*Work instruction*.
Reproduce only the top of the records, down to and including the line containing "pub mod viterbi;".

Saved data entries:
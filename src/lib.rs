//! This crate implements the lower-MAC channel coding chain of TETRA direct mode, as specified
//! in ETSI EN 300 396-2: scrambling, block interleaving, puncturing of the rate-1/4 mother
//! convolutional code to rate 2/3, soft-decision Viterbi decoding, and the (K1+16, K1) CRC block
//! code, together with a schema-driven codec that packs and unpacks PDU bit fields. The receive
//! direction converts the demodulated (type-5) bits of a burst into validated protocol (type-1)
//! bits and named PDU fields; the transmit direction runs the same chain in reverse.
//!
//! All transforms are pure functions over immutable inputs, so they may be called concurrently
//! without synchronization. Derived tables (scrambling sequences, interleaving and puncturing
//! patterns) are computed once, typically inside a [`dmo::SyncBlockCodec`], and shared read-only.

#![warn(
    clippy::complexity,
    clippy::pedantic,
    clippy::perf,
    clippy::style,
    clippy::suspicious,
    missing_copy_implementations,
    missing_debug_implementations,
    missing_docs,
    trivial_casts,
    trivial_numeric_casts,
    unused_allocation,
    unused_import_braces,
    unused_qualifications
)]

use serde::{Deserialize, Serialize};
use thiserror::Error as ThisError;

pub mod crc;
pub mod dmo;
pub mod interleaver;
pub mod pdu;
pub mod puncture;
pub mod scramble;
pub mod utils;
pub mod viterbi;

pub use crate::interleaver::Interleaver;
pub use crate::pdu::{FieldKind, FieldSpec, FieldValue, PduRecord, PduSchema};
pub use crate::puncture::PuncturingPattern;
pub use crate::scramble::ScramblingSequence;
pub use crate::viterbi::ConvolutionalCode;

/// Custom error type
#[derive(ThisError, Debug)]
pub enum Error {
    /// Invalid input error
    #[error("{0}")]
    InvalidInput(String),
    /// Unsupported parameter error
    #[error("{0}")]
    Unsupported(String),
    /// Field value does not fit in its declared bit width
    #[error("{0}")]
    FieldOverflow(String),
    /// Serde read/write error
    #[error("{0}")]
    SerdeReadWriteError(#[from] serde_json::Error),
}

/// Enumeration of binary symbol values
#[derive(Clone, Eq, Hash, PartialEq, Debug, Copy, Deserialize, Serialize)]
pub enum Bit {
    /// Binary symbol `0`
    Zero = 0,
    /// Binary symbol `1`
    One = 1,
}

impl Bit {
    /// Returns the modulo-2 sum of two bits.
    #[must_use]
    pub fn xor(self, other: Self) -> Self {
        if self == other {
            Bit::Zero
        } else {
            Bit::One
        }
    }
}

/// Soft-bit value carrying no information (maximal uncertainty)
pub const ERASURE: u8 = 0x80;

/// Returns the soft representation of a hard bit: full confidence in either direction.
#[must_use]
pub fn hard_to_soft_bit(bit: Bit) -> u8 {
    match bit {
        Bit::Zero => 0x00,
        Bit::One => 0xFF,
    }
}

/// Returns the hard decision for a soft bit, with the threshold at [`ERASURE`].
#[must_use]
pub fn soft_to_hard_bit(softbit: u8) -> Bit {
    if softbit >= ERASURE {
        Bit::One
    } else {
        Bit::Zero
    }
}

/// Returns the soft representation of a sequence of hard bits.
#[must_use]
pub fn hard_to_soft(bits: &[Bit]) -> Vec<u8> {
    bits.iter().map(|&b| hard_to_soft_bit(b)).collect()
}

/// Returns the hard decisions for a sequence of soft bits.
#[must_use]
pub fn soft_to_hard(softbits: &[u8]) -> Vec<Bit> {
    softbits.iter().map(|&s| soft_to_hard_bit(s)).collect()
}

#[cfg(test)]
mod tests_of_primitives {
    use super::*;
    use Bit::{One, Zero};

    #[test]
    fn test_bit_xor() {
        assert_eq!(Zero.xor(Zero), Zero);
        assert_eq!(Zero.xor(One), One);
        assert_eq!(One.xor(Zero), One);
        assert_eq!(One.xor(One), Zero);
    }

    #[test]
    fn test_hard_to_soft_bit() {
        assert_eq!(hard_to_soft_bit(Zero), 0x00);
        assert_eq!(hard_to_soft_bit(One), 0xFF);
    }

    #[test]
    fn test_soft_to_hard_bit() {
        assert_eq!(soft_to_hard_bit(0x00), Zero);
        assert_eq!(soft_to_hard_bit(0x7F), Zero);
        // An erasure decides toward `One`
        assert_eq!(soft_to_hard_bit(ERASURE), One);
        assert_eq!(soft_to_hard_bit(0xFF), One);
    }

    #[test]
    fn test_round_trip() {
        let bits = [Zero, One, One, Zero, One];
        assert_eq!(soft_to_hard(&hard_to_soft(&bits)), bits);
        assert_eq!(hard_to_soft(&bits), [0x00, 0xFF, 0xFF, 0x00, 0xFF]);
    }
}
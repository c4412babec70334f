//! Channel coding of the DMO synchronization block (SCH/S)
//!
//! Chains the stage primitives into the receive pipeline of EN 300 396-2, clause 8 —
//! descrambling, deinterleaving, depuncturing, Viterbi decoding, CRC verification and PDU
//! unpacking — and the matching transmit pipeline in reverse.

use crate::crc::{append_crc16, check_crc16, CRC_LEN};
use crate::interleaver::{Interleaver, INTERLEAVING_DEPTH};
use crate::pdu::{FieldSpec, PduRecord, PduSchema};
use crate::puncture::PuncturingPattern;
use crate::scramble::ScramblingSequence;
use crate::viterbi::ConvolutionalCode;
use crate::{hard_to_soft, Bit, Error};

/// Generator polynomials of the rate-1/4 mother code (EN 300 396-2, 8.2.3.1)
pub const MOTHER_CODE_POLYNOMIALS: [u32; 4] = [0b10011, 0b11101, 0b10111, 0b11011];

/// Number of scrambled (type-5) bits in a synchronization block
pub const SYNC_BLOCK_LEN: usize = 120;

/// Returns the rate-1/4 mother convolutional code.
///
/// # Errors
///
/// Never fails for the built-in polynomials; the `Result` mirrors [`ConvolutionalCode::new`].
pub fn mother_code() -> Result<ConvolutionalCode, Error> {
    ConvolutionalCode::new(&MOTHER_CODE_POLYNOMIALS)
}

/// Returns the field table of the DMAC-SYNC PDU on SCH/S (EN 300 396-3, 9.1.1), 60 bits in
/// total.
///
/// # Errors
///
/// Never fails for the built-in table; the `Result` mirrors [`PduSchema::new`].
pub fn dmac_sync_sch_s() -> Result<PduSchema, Error> {
    PduSchema::new(vec![
        FieldSpec::uint("System code", 4, 0, false),
        FieldSpec::uint("SYNC PDU type", 2, 0, true),
        FieldSpec::uint("Communication type", 2, 0, false),
        FieldSpec::uint("Master/slave link flag", 1, 0, false),
        FieldSpec::uint("Gateway generated flag", 1, 0, false),
        FieldSpec::uint("A/B channel usage", 2, 0, false),
        FieldSpec::uint("Slot number", 2, 0, false),
        FieldSpec::uint("Frame number", 5, 0, false),
        FieldSpec::uint("Encryption state", 2, 0, false),
        FieldSpec::bits("Reserved", 39),
    ])
}

/// Result of decoding one synchronization block
#[derive(Clone, Eq, PartialEq, Debug)]
pub struct SyncBlock {
    /// Decoded PDU fields
    pub pdu: PduRecord,
    /// Whether the block CRC verified
    pub crc_ok: bool,
    /// The decoded (type-1) bits, PDU payload followed by the 16 CRC bits
    pub type1_bits: Vec<Bit>,
}

/// Codec for the SCH/S logical channel of one DM cell
///
/// Holds the scrambling sequence, interleaver, puncturing pattern, mother code and PDU schema
/// precomputed for the cell's colour code, so per-burst decoding allocates only its working
/// buffers. The codec is immutable and can be shared across threads.
#[derive(Clone, Eq, PartialEq, Debug)]
pub struct SyncBlockCodec {
    scrambling: ScramblingSequence,
    interleaver: Interleaver,
    puncturing: PuncturingPattern,
    code: ConvolutionalCode,
    schema: PduSchema,
}

impl SyncBlockCodec {
    /// Returns the codec for a given 30-bit DM colour code.
    ///
    /// # Errors
    ///
    /// Returns an error if `colour_code` is not exactly 30 bits long.
    ///
    /// # Examples
    ///
    /// ```
    /// use tetra_lmac::{dmo::SyncBlockCodec, Bit};
    ///
    /// let codec = SyncBlockCodec::new(&[Bit::Zero; 30])?;
    /// assert_eq!(codec.type1_len(), 76);
    /// # Ok::<(), Box<dyn std::error::Error>>(())
    /// ```
    pub fn new(colour_code: &[Bit]) -> Result<Self, Error> {
        Ok(Self {
            scrambling: ScramblingSequence::new(SYNC_BLOCK_LEN, colour_code)?,
            interleaver: Interleaver::block(SYNC_BLOCK_LEN, INTERLEAVING_DEPTH)?,
            puncturing: PuncturingPattern::new(SYNC_BLOCK_LEN, 2, 3)?,
            code: mother_code()?,
            schema: dmac_sync_sch_s()?,
        })
    }

    /// Returns the PDU schema of the channel.
    #[must_use]
    pub fn schema(&self) -> &PduSchema {
        &self.schema
    }

    /// Returns the decoded (type-1) block length: PDU payload plus CRC.
    #[must_use]
    pub fn type1_len(&self) -> usize {
        self.schema.num_bits() + CRC_LEN
    }

    /// Decodes one received synchronization block from soft bits.
    ///
    /// Decoding is best-effort: a corrupted block still yields a [`SyncBlock`], with `crc_ok`
    /// cleared and the PDU record marked invalid, so callers can log what was received.
    ///
    /// # Errors
    ///
    /// Returns an error only if `type5_softbits` is not exactly 120 soft bits.
    pub fn decode(&self, type5_softbits: &[u8]) -> Result<SyncBlock, Error> {
        let type4 = self.scrambling.scramble_soft(type5_softbits)?;
        let type3 = self.interleaver.deinterleave(&type4)?;
        let type2 = self.puncturing.depuncture(&type3)?;
        let type1 = self.code.decode_soft(&type2, self.type1_len())?;
        let crc_ok = check_crc16(&type1)?;
        let mut pdu = self.schema.unpack(&type1[.. self.schema.num_bits()])?;
        if !crc_ok {
            pdu.invalidate();
        }
        Ok(SyncBlock {
            pdu,
            crc_ok,
            type1_bits: type1,
        })
    }

    /// Decodes one received synchronization block from hard bits, treating each bit as fully
    /// confident.
    ///
    /// # Errors
    ///
    /// Returns an error only if `type5_bits` is not exactly 120 bits.
    pub fn decode_hard(&self, type5_bits: &[Bit]) -> Result<SyncBlock, Error> {
        self.decode(&hard_to_soft(type5_bits))
    }

    /// Encodes a PDU record into the 120 scrambled (type-5) bits of a synchronization block.
    ///
    /// # Errors
    ///
    /// Returns an error if the record does not pack against the channel's schema.
    pub fn encode(&self, pdu: &PduRecord) -> Result<Vec<Bit>, Error> {
        let type1 = append_crc16(&self.schema.pack(pdu)?);
        let type2 = self.code.encode(&type1);
        let type3 = self.puncturing.puncture(&type2)?;
        let type4 = self.interleaver.interleave(&type3)?;
        self.scrambling.scramble(&type4)
    }
}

*Completed task*.
filename src/lib.rs
//! This crate implements the lower-MAC channel coding chain of TETRA direct mode, as specified
//! in ETSI EN 300 396-2: scrambling, block interleaving, puncturing of the rate-1/4 mother
//! convolutional code to rate 2/3, soft-decision Viterbi decoding, and the (K1+16, K1) CRC block
//! code, together with a schema-driven codec that packs and unpacks PDU bit fields. The receive
//! direction converts the demodulated (type-5) bits of a burst into validated protocol (type-1)
//! bits and named PDU fields; the transmit direction runs the same chain in reverse.
//!
//! All transforms are pure functions over immutable inputs, so they may be called concurrently
//! without synchronization. Derived tables (scrambling sequences, interleaving and puncturing
//! patterns) are computed once, typically inside a [`dmo::SyncBlockCodec`], and shared read-only.

#![warn(
    clippy::complexity,
    clippy::pedantic,
    clippy::perf,
    clippy::style,
    clippy::suspicious,
    missing_copy_implementations,
    missing_debug_implementations,
    missing_docs,
    trivial_casts,
    trivial_numeric_casts,
    unused_allocation,
    unused_import_braces,
    unused_qualifications
)]

use serde::{Deserialize, Serialize};
use thiserror::Error as ThisError;

pub mod crc;
pub mod dmo;
pub mod interleaver;
pub mod pdu;
pub mod puncture;
pub mod scramble;
pub mod utils;
pub mod viterbi;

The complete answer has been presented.